Art Nouveau ('New Art') was a style of architecture and decoration, as well as an art movement, developed in Europe and the USA in the late nineteenth century. The style was characterised by ornate stylised patterns of leaves, flowers and vines. Art Nouveau was not limited to paintings - it was aimed at removing the barriers between 'major' and 'minor' arts, unifying art, and centring it around people, and influenced graphics, architecture, furniture and even jewellery design.

The Tarot Art Nouveau was influenced and inspired by the Art Nouveau movement, and its coloured ink drawings on the cards are elegant, flowery and ornate. Every scene is adorned and decorated with floral wreathes and symmetrical, natural arrangements. People are the focus of the deck and are shown in close-up on almost every card. The colours are soft and spring-like: greens, blues, pale pinks, and yellows, inset into a white border. The main title, in Italian, is purple; other language titles are pink.

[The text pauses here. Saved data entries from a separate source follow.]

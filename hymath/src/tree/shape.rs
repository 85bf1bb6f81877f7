//! Argument slots of a node.
//!
//! Every operator kind stores its arguments in up to three places: an
//! optional *prefix* slot (the left operand of operators such as `/`), a
//! number of *fixed* slots and an optional unbounded *rest* list.
//! [`SlotLayout`] describes what a node stores, [`ArgumentShape`] which of the
//! stored slots are currently visible as children. The two only differ for
//! operators whose arity depends on their arguments, e.g. an iteration that
//! hides its upper bound when iterating over a list.
use smallvec::SmallVec;

use crate::tree::NodeId;

/// Storage layout of an operator kind.
#[derive(Debug, Clone, Copy, PartialEq, Eq, Default)]
pub struct SlotLayout {
    pub prefix: bool,
    pub fixed: usize,
    pub rest: bool,
}

impl SlotLayout {
    pub const NONE: SlotLayout = SlotLayout {
        prefix: false,
        fixed: 0,
        rest: false,
    };

    /// Layout with `fixed` ordinary slots.
    pub const fn fixed(fixed: usize) -> Self {
        Self {
            prefix: false,
            fixed,
            rest: false,
        }
    }

    /// Layout with a prefix slot followed by `fixed` ordinary slots.
    pub const fn prefixed(fixed: usize) -> Self {
        Self {
            prefix: true,
            fixed,
            rest: false,
        }
    }

    /// Layout with only a rest list.
    pub const fn rest() -> Self {
        Self {
            prefix: false,
            fixed: 0,
            rest: true,
        }
    }

    /// The shape exposing every stored slot.
    pub fn full_shape(&self) -> ArgumentShape {
        ArgumentShape {
            prefix: self.prefix,
            fixed: (0..self.fixed).collect(),
            rest: self.rest,
        }
    }
}

/// Visible argument slots of a node.
///
/// Children are always ordered prefix, then the listed fixed slots in order,
/// then the rest list.
#[derive(Debug, Clone, PartialEq, Eq, Default)]
pub struct ArgumentShape {
    pub prefix: bool,
    /// Indices into the stored fixed slots, in child order.
    pub fixed: SmallVec<usize, 4>,
    pub rest: bool,
}

/// Address of one argument slot inside a node.
#[derive(Debug, Clone, Copy, PartialEq, Eq)]
pub enum SlotRef {
    Prefix,
    Fixed(usize),
    Rest(usize),
}

/// The slot contents of one node.
#[derive(Debug, Clone, Default)]
pub struct Slots {
    pub prefix: Option<NodeId>,
    pub fixed: SmallVec<NodeId, 4>,
    pub rest: Vec<NodeId>,
}

impl Slots {
    pub fn get(&self, slot: SlotRef) -> Option<NodeId> {
        match slot {
            SlotRef::Prefix => self.prefix,
            SlotRef::Fixed(idx) => self.fixed.get(idx).copied(),
            SlotRef::Rest(idx) => self.rest.get(idx).copied(),
        }
    }

    /// Overwrite an existing slot. Returns the node previously held.
    pub fn set(&mut self, slot: SlotRef, node: NodeId) -> Option<NodeId> {
        let target = match slot {
            SlotRef::Prefix => self.prefix.as_mut(),
            SlotRef::Fixed(idx) => self.fixed.get_mut(idx),
            SlotRef::Rest(idx) => self.rest.get_mut(idx),
        }?;
        Some(std::mem::replace(target, node))
    }

    /// Find the slot currently holding `node`.
    pub fn position(&self, node: NodeId) -> Option<SlotRef> {
        if self.prefix == Some(node) {
            return Some(SlotRef::Prefix);
        }
        if let Some(idx) = self.fixed.iter().position(|&n| n == node) {
            return Some(SlotRef::Fixed(idx));
        }
        self.rest
            .iter()
            .position(|&n| n == node)
            .map(SlotRef::Rest)
    }

    /// Every stored node, hidden ones included, in child order.
    pub fn all(&self) -> impl Iterator<Item = NodeId> + '_ {
        self.prefix
            .iter()
            .chain(self.fixed.iter())
            .chain(self.rest.iter())
            .copied()
    }

    /// The nodes visible through `shape`, in child order.
    pub fn visible(&self, shape: &ArgumentShape) -> Vec<NodeId> {
        let mut children = Vec::with_capacity(shape.fixed.len() + self.rest.len() + 1);
        if shape.prefix {
            children.extend(self.prefix);
        }
        children.extend(shape.fixed.iter().filter_map(|&idx| self.fixed.get(idx)));
        if shape.rest {
            children.extend(self.rest.iter().copied());
        }
        children
    }
}
use std::ops::Range;

use strum::{EnumIs, EnumTryAs};
use thiserror::Error;

use crate::{parser::Token, tree::NodeId, types::Type};

fn fmt_found(found: &Option<Type>) -> String {
    match found {
        Some(ty) => format!("`{}`", ty),
        None => "a value of unknown type".to_string(),
    }
}

fn fmt_signature(signature: &[Type]) -> String {
    signature
        .iter()
        .map(|ty| ty.to_string())
        .collect::<Vec<_>>()
        .join(", ")
}

/// Failure raised while evaluating a node.
#[derive(Debug, Clone, PartialEq, EnumIs, EnumTryAs, Error)]
pub enum EvalErrorKind {
    /// A variable is referenced but no enclosing scope holds a value for it.
    #[error(
        "The variable `{name}` has no value in any enclosing scope. Declare and assign it before evaluating."
    )]
    MissingVariable { name: String },

    /// A value of the wrong type reached an operator.
    #[error("Expected a value of type `{expected}`, found {}.", fmt_found(.found))]
    UnexpectedType {
        expected: Type,
        found: Option<Type>,
    },

    /// A value has the right type but is unusable, e.g. a fractional loop bound.
    #[error("Invalid value: {0}.")]
    ValueError(String),

    /// An empty placeholder was evaluated.
    #[error("An argument is missing. Fill every empty placeholder before evaluating.")]
    MissingArgument,

    /// No overload accepts the argument types.
    #[error("No overload accepts arguments of types ({}).", fmt_signature(.signature))]
    NoMatchingFunction { signature: Vec<Type> },

    /// A delegate failed for a reason outside the categories above.
    #[error("Unknown error: {0}")]
    Unknown(String),
}

/// An [`EvalErrorKind`] together with the node it was raised on.
///
/// The origin is attached by the innermost node whose evaluation failed;
/// ancestors the error travels through never overwrite it.
#[derive(Debug, Clone, PartialEq, Error)]
#[error("{kind}")]
pub struct EvalError {
    pub kind: EvalErrorKind,
    pub origin: Option<NodeId>,
}

impl EvalError {
    pub fn new(kind: EvalErrorKind) -> Self {
        Self { kind, origin: None }
    }

    /// Attach `origin` unless an origin is already set.
    pub fn with_origin(mut self, origin: NodeId) -> Self {
        if self.origin.is_none() {
            self.origin = Some(origin);
        }
        self
    }
}

impl From<EvalErrorKind> for EvalError {
    fn from(kind: EvalErrorKind) -> Self {
        Self::new(kind)
    }
}

/// Failure raised while applying a token to the editor.
#[derive(Debug, Clone, PartialEq, EnumIs, EnumTryAs, Error)]
pub enum EditErrorKind {
    /// The token names neither a navigation command nor a registered operator.
    #[error("The token `{0}` is neither a navigation command nor a registered operator.")]
    UnknownToken(Token),

    /// The editor has no cursor to apply the token to.
    #[error("The editor has no current insertion point.")]
    NoHead,

    /// The token cannot be applied at the current insertion point.
    #[error(
        "The token cannot be applied at the current insertion point. Operators need an empty slot, prefix operators need a non-empty operand and the root cannot be replaced."
    )]
    UnexpectedHead,

    /// The operator refused the token arguments.
    #[error("The operator `{operator}` rejected the token arguments {args:?}.")]
    CustomizationFailed { args: Vec<String>, operator: String },

    /// The textual front-end could not make sense of its input.
    #[error("Syntax error: {reason}.")]
    SyntaxError {
        reason: String,
        span: Option<Range<usize>>,
    },
}

/// An [`EditErrorKind`] together with the editor state at the time the token
/// was rejected.
#[derive(Debug, Clone, PartialEq, Error)]
#[error("{kind}")]
pub struct EditError {
    pub kind: EditErrorKind,
    pub root: NodeId,
    pub cursor: Option<NodeId>,
}

/// Failure raised while saving or loading a document.
#[derive(Debug, EnumIs, Error)]
pub enum PersistError {
    #[error("Malformed document: {0}")]
    Json(#[from] serde_json::Error),

    /// The document references an operator that is not registered in the editor.
    #[error(
        "The document references the operator `{identifier}` which is not registered in the editor."
    )]
    UnknownOperator { identifier: String },

    /// The body stored for a node does not fit its operator.
    #[error("The body stored for an operator `{identifier}` node is malformed.")]
    MalformedBody { identifier: String },

    #[error("I/O error: {0}")]
    Io(#[from] std::io::Error),
}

It is a wonderfully attractive and pretty deck, if a tiny bit on the bland side. The people, mostly women, in the deck are uniformly young and attractive. The occasional men are muscular and virile, the women pale, bare-breasted, longhaired and languid. Everyone is so gorgeous, and gorgeously drawn, that there is very little contrast between the different cards. The art relies on nuance for understanding and conveys meaning with the expression and position of the human figure and face, rather than with the traditional set of tarot symbols.

The major arcana meanings are close to the usual archetypes, but fewer than usual and are little more than divinatory keywords. ("XVIII - the Moon. This card represents visions, imagination travel, melancholy and attraction for the unknown. XXI - the World. This card represents perfection, full result, achievement of any enterprise and reward.")

However, the minor arcana are not always linked with familiar Rider-Waite style meanings and symbology and the artist's intending meaning is not always apparent. For example, the leaflet packaged with the cards lists the 7 of Pentacles as: 'The scornful look of this maid represents arrogance and unscrupulousness.' The 6 of Wands, normally a card of success or victory is described as: 'Great danger often hide[s] behind false appearance. This card represents a dangerous and unfair opponent.' So although only a few words, they are helpful for providing clues to the card's meaning, at least initially.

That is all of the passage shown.